The church offers no solutions to the world’s problems, no cures for Ebola or HIV or cancer or heart disease, no answers to the perplexing questions of the ages. The church may feed the hungry, but it cannot solve world hunger. It may pray for peace, but it cannot bring an end to war. It may care for the widowed and orphaned but it cannot fix the breakdown of family and society. The church may find herself involved in social issues, but her true home is in the wilderness, and her true song is to be a lone Advent voice calling out to anyone who would hear: “Repent, be baptized, get ready. The kingdom of God is at hand.”

This is the spirit of Advent. Not get ready because Christmas is near, but get ready for the Lord is near. Repent and return to Baptism. Behold, the Lamb of God who takes away your sin.

Kids, this is that part in the sermon where I need your help. Stand up for me – right where you are. Now, John the Baptist pointed at Christ. His life was about directing people to Him. This is what He has made you to do too. We can’t see Jesus standing here in our midst – but He is here for us. Point. Stretch out your arm and point with me to those means He has given us to meet us by grace. Point to the font – where Jesus names us and calls us His own. Point to the pulpit – where Jesus speaks to us and reminds us who we are. Point to the altar – where Jesus calls us to feed on Him and stay one with Him. Thanks kids.

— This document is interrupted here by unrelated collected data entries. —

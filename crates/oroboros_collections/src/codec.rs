//! # Binary Field Mapping
//!
//! The field-by-field contract the save/load subsystem drives. Every pooled
//! container writes and reads the same sequence of fields, so one layout
//! serves both directions.
//!
//! ## Design
//!
//! - Pod scalars are copied with `bytemuck` in native byte order; the stream
//!   is an in-process save format, not a wire protocol
//! - Lengths and indices are `i32`, matching the containers' link width
//! - Truncated input is an error, never a panic

use bytemuck::Pod;

use crate::error::{CollectionError, CollectionResult};
use crate::memory::Arena;

/// Append-only field sink.
#[derive(Debug, Default, Clone)]
pub struct FieldWriter {
    bytes: Vec<u8>,
}

impl FieldWriter {
    /// Creates an empty writer.
    #[must_use]
    pub const fn new() -> Self {
        Self { bytes: Vec::new() }
    }

    /// Returns the number of bytes written.
    #[inline]
    #[must_use]
    pub fn len(&self) -> usize {
        self.bytes.len()
    }

    /// Returns true if no bytes have been written.
    #[inline]
    #[must_use]
    pub fn is_empty(&self) -> bool {
        self.bytes.is_empty()
    }

    /// Returns a slice of the written data.
    #[inline]
    #[must_use]
    pub fn as_slice(&self) -> &[u8] {
        &self.bytes
    }

    /// Consumes the writer, returning the encoded fields.
    #[must_use]
    pub fn into_bytes(self) -> Vec<u8> {
        self.bytes
    }

    /// Writes a Pod value directly.
    #[inline]
    pub fn write_pod<T: Pod>(&mut self, value: &T) {
        self.bytes.extend_from_slice(bytemuck::bytes_of(value));
    }

    /// Writes a length or index field.
    ///
    /// Container lengths never exceed the arena's maximum array length, which
    /// fits in an `i32`.
    #[allow(clippy::cast_possible_truncation, clippy::cast_possible_wrap)]
    #[inline]
    pub fn write_len(&mut self, value: usize) {
        self.write_pod(&(value as i32));
    }

    /// Writes raw bytes with no length prefix.
    #[inline]
    pub fn write_bytes(&mut self, bytes: &[u8]) {
        self.bytes.extend_from_slice(bytes);
    }
}

/// Cursor over encoded fields.
#[derive(Debug, Clone)]
pub struct FieldReader<'a> {
    bytes: &'a [u8],
    position: usize,
}

impl<'a> FieldReader<'a> {
    /// Creates a reader at the start of `bytes`.
    #[must_use]
    pub const fn new(bytes: &'a [u8]) -> Self {
        Self { bytes, position: 0 }
    }

    /// Bytes not yet consumed.
    #[inline]
    #[must_use]
    pub fn remaining(&self) -> usize {
        self.bytes.len() - self.position
    }

    /// Consumes `count` raw bytes.
    ///
    /// # Errors
    ///
    /// Returns [`CollectionError::UnexpectedEof`] if fewer remain.
    pub fn read_bytes(&mut self, count: usize) -> CollectionResult<&'a [u8]> {
        if count > self.remaining() {
            return Err(CollectionError::UnexpectedEof {
                needed: count,
                remaining: self.remaining(),
            });
        }
        let slice = &self.bytes[self.position..self.position + count];
        self.position += count;
        Ok(slice)
    }

    /// Reads a Pod value.
    ///
    /// # Errors
    ///
    /// Returns [`CollectionError::UnexpectedEof`] on truncated input.
    pub fn read_pod<T: Pod>(&mut self) -> CollectionResult<T> {
        let bytes = self.read_bytes(std::mem::size_of::<T>())?;
        Ok(bytemuck::pod_read_unaligned(bytes))
    }

    /// Reads a length or index field and checks it against `max`.
    ///
    /// # Errors
    ///
    /// Returns [`CollectionError::InvalidLength`] if the stored value is
    /// negative or above `max`.
    pub fn read_len(&mut self, max: usize) -> CollectionResult<usize> {
        let raw: i32 = self.read_pod()?;
        usize::try_from(raw)
            .ok()
            .filter(|&value| value <= max)
            .ok_or(CollectionError::InvalidLength(i64::from(raw)))
    }

    /// Reads an element count for items that each take at least one byte.
    ///
    /// # Errors
    ///
    /// As [`FieldReader::read_len`], plus [`CollectionError::UnexpectedEof`]
    /// if the count cannot fit in the remaining input.
    pub fn read_count(&mut self, max: usize) -> CollectionResult<usize> {
        let count = self.read_len(max)?;
        if count > self.remaining() {
            return Err(CollectionError::UnexpectedEof {
                needed: count,
                remaining: self.remaining(),
            });
        }
        Ok(count)
    }
}

/// An element type that can be stored inside a mapped container.
///
/// Every encoding takes at least one byte.
pub trait FieldCodec: Sized {
    /// Appends the value.
    fn write_field(&self, writer: &mut FieldWriter);

    /// Reads one value.
    ///
    /// # Errors
    ///
    /// Returns a codec error on truncated or malformed input.
    fn read_field(reader: &mut FieldReader<'_>) -> CollectionResult<Self>;
}

macro_rules! impl_pod_codec {
    ($($ty:ty),* $(,)?) => {
        $(
            impl FieldCodec for $ty {
                #[inline]
                fn write_field(&self, writer: &mut FieldWriter) {
                    writer.write_pod(self);
                }

                #[inline]
                fn read_field(reader: &mut FieldReader<'_>) -> CollectionResult<Self> {
                    reader.read_pod()
                }
            }
        )*
    };
}

impl_pod_codec!(u8, u16, u32, u64, i8, i16, i32, i64, f32, f64);

impl FieldCodec for bool {
    fn write_field(&self, writer: &mut FieldWriter) {
        writer.write_pod(&u8::from(*self));
    }

    fn read_field(reader: &mut FieldReader<'_>) -> CollectionResult<Self> {
        match reader.read_pod::<u8>()? {
            0 => Ok(false),
            1 => Ok(true),
            other => Err(CollectionError::InvalidLength(i64::from(other))),
        }
    }
}

impl FieldCodec for String {
    fn write_field(&self, writer: &mut FieldWriter) {
        writer.write_len(self.len());
        writer.write_bytes(self.as_bytes());
    }

    fn read_field(reader: &mut FieldReader<'_>) -> CollectionResult<Self> {
        let len = reader.read_count(usize::MAX)?;
        let bytes = reader.read_bytes(len)?;
        String::from_utf8(bytes.to_vec()).map_err(|_| CollectionError::InvalidUtf8)
    }
}

impl<T: FieldCodec> FieldCodec for Option<T> {
    fn write_field(&self, writer: &mut FieldWriter) {
        match self {
            Some(value) => {
                true.write_field(writer);
                value.write_field(writer);
            }
            None => false.write_field(writer),
        }
    }

    fn read_field(reader: &mut FieldReader<'_>) -> CollectionResult<Self> {
        if bool::read_field(reader)? {
            T::read_field(reader).map(Some)
        } else {
            Ok(None)
        }
    }
}

/// A container with a save/load field layout.
pub trait FieldMapped<A: Arena>: Sized {
    /// Writes every field in layout order.
    fn write_fields(&self, writer: &mut FieldWriter);

    /// Rebuilds a container from fields, renting storage from `arena`.
    ///
    /// # Errors
    ///
    /// Returns a codec error on truncated or malformed input, or a container
    /// error if the decoded contents violate its invariants.
    fn read_fields(reader: &mut FieldReader<'_>, arena: A) -> CollectionResult<Self>;

    /// Encodes the container into a fresh byte vector.
    #[must_use]
    fn to_field_bytes(&self) -> Vec<u8> {
        let mut writer = FieldWriter::new();
        self.write_fields(&mut writer);
        writer.into_bytes()
    }

    /// Decodes a container from `bytes`.
    ///
    /// # Errors
    ///
    /// As [`FieldMapped::read_fields`].
    fn from_field_bytes(bytes: &[u8], arena: A) -> CollectionResult<Self> {
        Self::read_fields(&mut FieldReader::new(bytes), arena)
    }
}

#[cfg(test)]
mod tests {
    use super::*;

    #[test]
    fn test_scalar_fields() {
        let mut writer = FieldWriter::new();
        42u32.write_field(&mut writer);
        (-7i64).write_field(&mut writer);
        1.5f32.write_field(&mut writer);
        true.write_field(&mut writer);
        assert_eq!(writer.len(), 4 + 8 + 4 + 1);

        let bytes = writer.into_bytes();
        let mut reader = FieldReader::new(&bytes);
        assert_eq!(u32::read_field(&mut reader).unwrap(), 42);
        assert_eq!(i64::read_field(&mut reader).unwrap(), -7);
        assert!((f32::read_field(&mut reader).unwrap() - 1.5).abs() < f32::EPSILON);
        assert!(bool::read_field(&mut reader).unwrap());
        assert_eq!(reader.remaining(), 0);
    }

    #[test]
    fn test_string_and_option_fields() {
        let mut writer = FieldWriter::new();
        "neon".to_string().write_field(&mut writer);
        Some(9u16).write_field(&mut writer);
        None::<u16>.write_field(&mut writer);

        let bytes = writer.into_bytes();
        let mut reader = FieldReader::new(&bytes);
        assert_eq!(String::read_field(&mut reader).unwrap(), "neon");
        assert_eq!(Option::<u16>::read_field(&mut reader).unwrap(), Some(9));
        assert_eq!(Option::<u16>::read_field(&mut reader).unwrap(), None);
    }

    #[test]
    fn test_truncated_input() {
        let bytes = [1u8, 2];
        let mut reader = FieldReader::new(&bytes);
        assert_eq!(
            u32::read_field(&mut reader),
            Err(CollectionError::UnexpectedEof { needed: 4, remaining: 2 })
        );
    }

    #[test]
    fn test_negative_length_is_rejected() {
        let mut writer = FieldWriter::new();
        writer.write_pod(&-1i32);
        let bytes = writer.into_bytes();
        let mut reader = FieldReader::new(&bytes);
        assert_eq!(reader.read_len(100), Err(CollectionError::InvalidLength(-1)));
    }

    #[test]
    fn test_count_larger_than_input_is_rejected() {
        let mut writer = FieldWriter::new();
        writer.write_len(1000);
        let bytes = writer.into_bytes();
        let mut reader = FieldReader::new(&bytes);
        assert!(matches!(
            reader.read_count(usize::MAX),
            Err(CollectionError::UnexpectedEof { .. })
        ));
    }

    #[test]
    fn test_invalid_utf8() {
        let mut writer = FieldWriter::new();
        writer.write_len(2);
        writer.write_bytes(&[0xff, 0xfe]);
        let bytes = writer.into_bytes();
        let mut reader = FieldReader::new(&bytes);
        assert_eq!(String::read_field(&mut reader), Err(CollectionError::InvalidUtf8));
    }
}
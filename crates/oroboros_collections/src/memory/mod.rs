//! # Memory Management
//!
//! Rented backing storage for every pooled container.
//!
//! ## Design Philosophy
//!
//! Containers never own their allocations outright. They borrow buffers
//! from an [`Arena`] and hand them back on growth, trim or drop:
//! - No allocation once the pool is warm
//! - Buffers may be larger than requested; logical length is tracked apart
//! - A refused return is logged and forgotten, never an error for the caller

mod arena;
mod pool;

pub use arena::{Arena, UnpooledArena};
pub(crate) use arena::{release, relocate};
pub use pool::{ArenaStats, SharedArena};
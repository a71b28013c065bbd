//! # OROBOROS Pooled Collections
//!
//! Standard container shapes whose backing storage is rented from a shared
//! arena instead of owned:
//! - [`PooledMap`]: chained hash table with prime sizing and a free list
//! - [`PooledList`]: growable contiguous array
//! - [`PooledQueue`]: ring-buffer FIFO
//! - [`PooledStack`]: array-backed LIFO
//!
//! ## Architecture Rules
//!
//! 1. **Rent, never own** - Buffers come from an [`Arena`] and go back on
//!    growth, trim, dispose and drop
//! 2. **Logical length is tracked apart** - Rented buffers may be larger
//!    than requested; the slack is never read as content
//! 3. **Fail fast** - A structural mutation invalidates every outstanding
//!    [`Cursor`]; a corrupt hash chain is an error, not a hang
//!
//! ## Example
//!
//! ```rust,ignore
//! use oroboros_collections::{PooledMap, PooledQueue};
//!
//! let mut map: PooledMap<String, u32> = PooledMap::with_capacity(64);
//! map.add("spawn".to_string(), 1)?;
//!
//! let mut queue: PooledQueue<u32> = PooledQueue::new();
//! queue.enqueue(7);
//! assert_eq!(queue.dequeue()?, 7);
//! ```

#![deny(missing_docs)]
#![deny(unsafe_code)]
#![deny(clippy::all)]
#![warn(clippy::pedantic)]
#![deny(clippy::perf)]

pub mod codec;
pub mod config;
pub mod cursor;
pub mod error;
pub mod list;
pub mod map;
pub mod memory;
pub mod queue;
pub mod stack;

pub use codec::{FieldCodec, FieldMapped, FieldReader, FieldWriter};
pub use config::ArenaConfig;
pub use cursor::{Cursor, Enumerable};
pub use error::{CollectionError, CollectionResult};
pub use list::PooledList;
pub use map::{
    AsciiCaseInsensitiveComparer, DefaultComparer, InsertionBehavior, KeyComparer,
    PersistentComparer, PooledMap,
};
pub use memory::{Arena, ArenaStats, SharedArena, UnpooledArena};
pub use queue::PooledQueue;
pub use stack::PooledStack;
//! Prime table sizes.

/// Largest prime below the maximum array length.
pub(crate) const MAX_PRIME_ARRAY_LENGTH: usize = 0x7FFF_FFC3;

/// Primes of the form `p - 1 = k * HASH_PRIME` are skipped beyond the table.
const HASH_PRIME: usize = 101;

/// Precomputed sizes, each roughly 1.2x the previous.
const PRIMES: &[usize] = &[
    3, 7, 11, 17, 23, 29, 37, 47, 59, 71, 89, 107, 131, 163, 197, 239, 293, 353, 431, 521, 631,
    761, 919, 1103, 1327, 1597, 1931, 2333, 2801, 3371, 4049, 4861, 5839, 7013, 8419, 10103,
    12143, 14591, 17519, 21023, 25229, 30293, 36353, 43627, 52361, 62851, 75431, 90523, 108631,
    130363, 156437, 187751, 225307, 270371, 324449, 389357, 467237, 560689, 672827, 807403,
    968897, 1162687, 1395263, 1674319, 2009191, 2411033, 2893249, 3471899, 4166287, 4999559,
    5999471, 7199369,
];

pub(crate) fn is_prime(candidate: usize) -> bool {
    if candidate & 1 == 0 {
        return candidate == 2;
    }
    let mut divisor = 3;
    while divisor * divisor <= candidate {
        if candidate % divisor == 0 {
            return false;
        }
        divisor += 2;
    }
    true
}

/// Smallest table size that is at least `min`.
pub(crate) fn get_prime(min: usize) -> usize {
    if let Some(&prime) = PRIMES.iter().find(|&&prime| prime >= min) {
        return prime;
    }
    (min | 1..usize::MAX)
        .step_by(2)
        .find(|&candidate| is_prime(candidate) && (candidate - 1) % HASH_PRIME != 0)
        .unwrap_or(min)
}

/// Largest table size that does not exceed `max`.
pub(crate) fn prime_at_most(max: usize) -> usize {
    if max >= MAX_PRIME_ARRAY_LENGTH {
        return MAX_PRIME_ARRAY_LENGTH;
    }
    (2..=max).rev().find(|&candidate| is_prime(candidate)).unwrap_or(max)
}

/// Caps a prime table size at `max` without leaving the primes.
pub(crate) fn clamp_prime(size: usize, max: usize) -> usize {
    if size <= max {
        size
    } else {
        prime_at_most(max)
    }
}

/// Table size for a map outgrowing `old_size`: about double, prime.
pub(crate) fn expand_prime(old_size: usize) -> usize {
    let doubled = old_size.saturating_mul(2);
    if doubled > MAX_PRIME_ARRAY_LENGTH && MAX_PRIME_ARRAY_LENGTH > old_size {
        return MAX_PRIME_ARRAY_LENGTH;
    }
    get_prime(doubled)
}

#[cfg(test)]
mod tests {
    use super::*;

    #[test]
    fn test_table_is_prime_and_sorted() {
        assert!(PRIMES.iter().all(|&p| is_prime(p)));
        assert!(PRIMES.windows(2).all(|pair| pair[0] < pair[1]));
    }

    #[test]
    fn test_get_prime() {
        assert_eq!(get_prime(0), 3);
        assert_eq!(get_prime(4), 7);
        assert_eq!(get_prime(100), 107);
        let beyond = get_prime(7_199_370);
        assert!(is_prime(beyond));
        assert!(beyond >= 7_199_370);
    }

    #[test]
    fn test_expand_prime_doubles() {
        assert_eq!(expand_prime(7), 17);
        assert_eq!(expand_prime(17), 37);
        assert_eq!(expand_prime(89), 197);
        assert_eq!(expand_prime(0x4000_0000), MAX_PRIME_ARRAY_LENGTH);
    }

    #[test]
    fn test_clamp_stays_prime() {
        assert_eq!(clamp_prime(37, 20), 19);
        assert_eq!(clamp_prime(17, 20), 17);
        assert_eq!(clamp_prime(7, 7), 7);
        assert_eq!(prime_at_most(2), 2);
        assert_eq!(prime_at_most(usize::MAX), MAX_PRIME_ARRAY_LENGTH);
    }

    #[test]
    fn test_max_prime() {
        assert!(is_prime(MAX_PRIME_ARRAY_LENGTH));
    }
}
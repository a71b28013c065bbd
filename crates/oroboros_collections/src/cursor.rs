//! # Version-Stamped Cursors
//!
//! Borrowing iterators (`iter()`) are checked by the compiler. A [`Cursor`]
//! is the detached alternative: it holds only a position and the version
//! stamp taken at creation, so the owner may mutate the container between
//! steps. The next step after any structural mutation fails with
//! [`CollectionError::ConcurrentModification`].
//!
//! This is a cooperative check, not a synchronization mechanism.
//!
//! ```rust,ignore
//! let mut cursor = list.cursor();
//! while let Some(item) = cursor.next(&list)? {
//!     println!("{item}");
//! }
//! ```

use crate::error::{CollectionError, CollectionResult};

/// A container that can be walked by a [`Cursor`].
pub trait Enumerable {
    /// Item produced per step.
    type Item<'a>
    where
        Self: 'a;

    /// Current version stamp; bumped on every structural mutation.
    fn version(&self) -> u32;

    /// Returns the item at or after `position` together with the position
    /// to resume from, or `None` once the contents are exhausted.
    fn item_at(&self, position: usize) -> Option<(Self::Item<'_>, usize)>;
}

/// Detached enumerator over an [`Enumerable`] container.
#[derive(Clone, Copy, Debug, PartialEq, Eq)]
pub struct Cursor {
    position: usize,
    version: u32,
    finished: bool,
}

impl Cursor {
    /// Starts a cursor at the beginning of `source`.
    #[must_use]
    pub fn new<E: Enumerable + ?Sized>(source: &E) -> Self {
        Self {
            position: 0,
            version: source.version(),
            finished: false,
        }
    }

    /// Advances the cursor.
    ///
    /// Once exhausted, the cursor keeps returning `Ok(None)` as long as the
    /// container is unchanged.
    ///
    /// # Errors
    ///
    /// Returns [`CollectionError::ConcurrentModification`] if `source` was
    /// structurally modified since the cursor was created.
    pub fn next<'a, E: Enumerable + ?Sized>(
        &mut self,
        source: &'a E,
    ) -> CollectionResult<Option<E::Item<'a>>> {
        if source.version() != self.version {
            return Err(CollectionError::ConcurrentModification);
        }
        if self.finished {
            return Ok(None);
        }
        match source.item_at(self.position) {
            Some((item, resume)) => {
                self.position = resume;
                Ok(Some(item))
            }
            None => {
                self.finished = true;
                Ok(None)
            }
        }
    }

    /// Rewinds to the start and re-captures the version stamp.
    pub fn reset<E: Enumerable + ?Sized>(&mut self, source: &E) {
        *self = Self::new(source);
    }
}
//! Pluggable key equality and hashing for [`PooledMap`](super::PooledMap).
//!
//! A comparer is part of a map's persisted state: its [`tag`](KeyComparer::tag)
//! is written with the map and resolved again on load.

use std::hash::{Hash, Hasher};

use rand::Rng;
use siphasher::sip::SipHasher13;

use crate::error::{CollectionError, CollectionResult};

/// Equality and hashing strategy for keys of type `K`.
///
/// `hash` must agree with `equals`: equal keys hash equally.
pub trait KeyComparer<K: ?Sized>: Clone {
    /// Returns true if the two keys are equal.
    fn equals(&self, left: &K, right: &K) -> bool;

    /// Hashes a key. Only the low 31 bits are used by the map.
    fn hash(&self, key: &K) -> u32;

    /// Persisted identifier of this strategy.
    fn tag(&self) -> u32;

    /// Returns a seeded variant used once an insert walks too many
    /// colliding entries, or `None` if this strategy cannot be reseeded.
    fn randomized(&self) -> Option<Self> {
        None
    }
}

/// A comparer that can be rebuilt from its persisted tag.
pub trait PersistentComparer<K: ?Sized>: KeyComparer<K> {
    /// Rebuilds the comparer for `tag`.
    ///
    /// # Errors
    ///
    /// Returns [`CollectionError::UnknownComparer`] if `tag` names another
    /// strategy.
    fn from_tag(tag: u32) -> CollectionResult<Self>;
}

/// Tag of [`DefaultComparer`].
pub const DEFAULT_COMPARER_TAG: u32 = 0;

/// Tag of [`AsciiCaseInsensitiveComparer`].
pub const ASCII_CASE_INSENSITIVE_TAG: u32 = 1;

type SipKeys = Option<(u64, u64)>;

fn sip_hasher(keys: SipKeys) -> SipHasher13 {
    let (k0, k1) = keys.unwrap_or((0, 0));
    SipHasher13::new_with_keys(k0, k1)
}

#[allow(clippy::cast_possible_truncation)]
fn fold(hash: u64) -> u32 {
    (hash ^ (hash >> 32)) as u32
}

fn random_keys() -> SipKeys {
    let mut rng = rand::thread_rng();
    Some((rng.gen(), rng.gen()))
}

/// Natural equality with SipHash-1-3.
///
/// Unseeded by default so hashes are stable across runs. The randomized
/// variant keeps the same tag; its seed is never persisted.
#[derive(Clone, Copy, Debug, Default, PartialEq, Eq)]
pub struct DefaultComparer {
    keys: SipKeys,
}

impl DefaultComparer {
    /// Returns true if this comparer uses a random seed.
    #[must_use]
    pub const fn is_randomized(&self) -> bool {
        self.keys.is_some()
    }
}

impl<K: Hash + Eq + ?Sized> KeyComparer<K> for DefaultComparer {
    #[inline]
    fn equals(&self, left: &K, right: &K) -> bool {
        left == right
    }

    #[inline]
    fn hash(&self, key: &K) -> u32 {
        let mut hasher = sip_hasher(self.keys);
        key.hash(&mut hasher);
        fold(hasher.finish())
    }

    fn tag(&self) -> u32 {
        DEFAULT_COMPARER_TAG
    }

    fn randomized(&self) -> Option<Self> {
        if self.is_randomized() {
            return None;
        }
        Some(Self {
            keys: random_keys(),
        })
    }
}

impl<K: Hash + Eq + ?Sized> PersistentComparer<K> for DefaultComparer {
    fn from_tag(tag: u32) -> CollectionResult<Self> {
        match tag {
            DEFAULT_COMPARER_TAG => Ok(Self::default()),
            other => Err(CollectionError::UnknownComparer(other)),
        }
    }
}

/// String keys compared without regard to ASCII case.
#[derive(Clone, Copy, Debug, Default, PartialEq, Eq)]
pub struct AsciiCaseInsensitiveComparer {
    keys: SipKeys,
}

impl<K: AsRef<str> + ?Sized> KeyComparer<K> for AsciiCaseInsensitiveComparer {
    #[inline]
    fn equals(&self, left: &K, right: &K) -> bool {
        left.as_ref().eq_ignore_ascii_case(right.as_ref())
    }

    fn hash(&self, key: &K) -> u32 {
        let mut hasher = sip_hasher(self.keys);
        for byte in key.as_ref().bytes() {
            hasher.write_u8(byte.to_ascii_lowercase());
        }
        fold(hasher.finish())
    }

    fn tag(&self) -> u32 {
        ASCII_CASE_INSENSITIVE_TAG
    }

    fn randomized(&self) -> Option<Self> {
        if self.keys.is_some() {
            return None;
        }
        Some(Self {
            keys: random_keys(),
        })
    }
}

impl<K: AsRef<str> + ?Sized> PersistentComparer<K> for AsciiCaseInsensitiveComparer {
    fn from_tag(tag: u32) -> CollectionResult<Self> {
        match tag {
            ASCII_CASE_INSENSITIVE_TAG => Ok(Self::default()),
            other => Err(CollectionError::UnknownComparer(other)),
        }
    }
}

#[cfg(test)]
mod tests {
    use super::*;

    #[test]
    fn test_default_comparer_is_stable() {
        let comparer = DefaultComparer::default();
        assert_eq!(
            KeyComparer::<str>::hash(&comparer, "neon"),
            KeyComparer::<str>::hash(&comparer, "neon")
        );
        assert!(KeyComparer::<u32>::equals(&comparer, &4, &4));
    }

    #[test]
    fn test_randomized_only_once() {
        let comparer = DefaultComparer::default();
        let seeded = KeyComparer::<u32>::randomized(&comparer).unwrap();
        assert!(seeded.is_randomized());
        assert!(KeyComparer::<u32>::randomized(&seeded).is_none());
        assert_eq!(KeyComparer::<u32>::tag(&seeded), DEFAULT_COMPARER_TAG);
    }

    #[test]
    fn test_case_insensitive_agrees_with_hash() {
        let comparer = AsciiCaseInsensitiveComparer::default();
        assert!(KeyComparer::<str>::equals(&comparer, "Neon", "nEON"));
        assert_eq!(
            KeyComparer::<str>::hash(&comparer, "Neon"),
            KeyComparer::<str>::hash(&comparer, "nEON")
        );
    }

    #[test]
    fn test_unknown_tag() {
        assert_eq!(
            <DefaultComparer as PersistentComparer<u32>>::from_tag(7),
            Err(CollectionError::UnknownComparer(7))
        );
        assert!(<AsciiCaseInsensitiveComparer as PersistentComparer<str>>::from_tag(1).is_ok());
    }
}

Beloved, He is there for you in water, Word, bread and wine. Receive Him anew and point the way for those around you. Be that voice in the wilderness that God has made you in your Baptism. Dare to be different, to stand alone, to be called weird, out of step, offbeat, strange, crazy, fanatical. Let the world mock the camel’s hair and leather belt of Christ’s robe of righteousness that you wear. Who cares? Let the world snicker at your wilderness diet of the Body and Blood of Christ hidden under the most insignificant of bread and wine. Who cares?

What matters, all that matters, is that Jesus cares, and that He cared enough to descend from His royal throne to step into our world, our life, our sin and death to free us. Your heavenly Father cared enough to send His very best, His only-begotten Son. The Holy Spirit has put you in Him by Baptism. And found in Him, you have all the identity that you need.

In the Name of the Father and of the Son and of the Holy Spirit. Amen.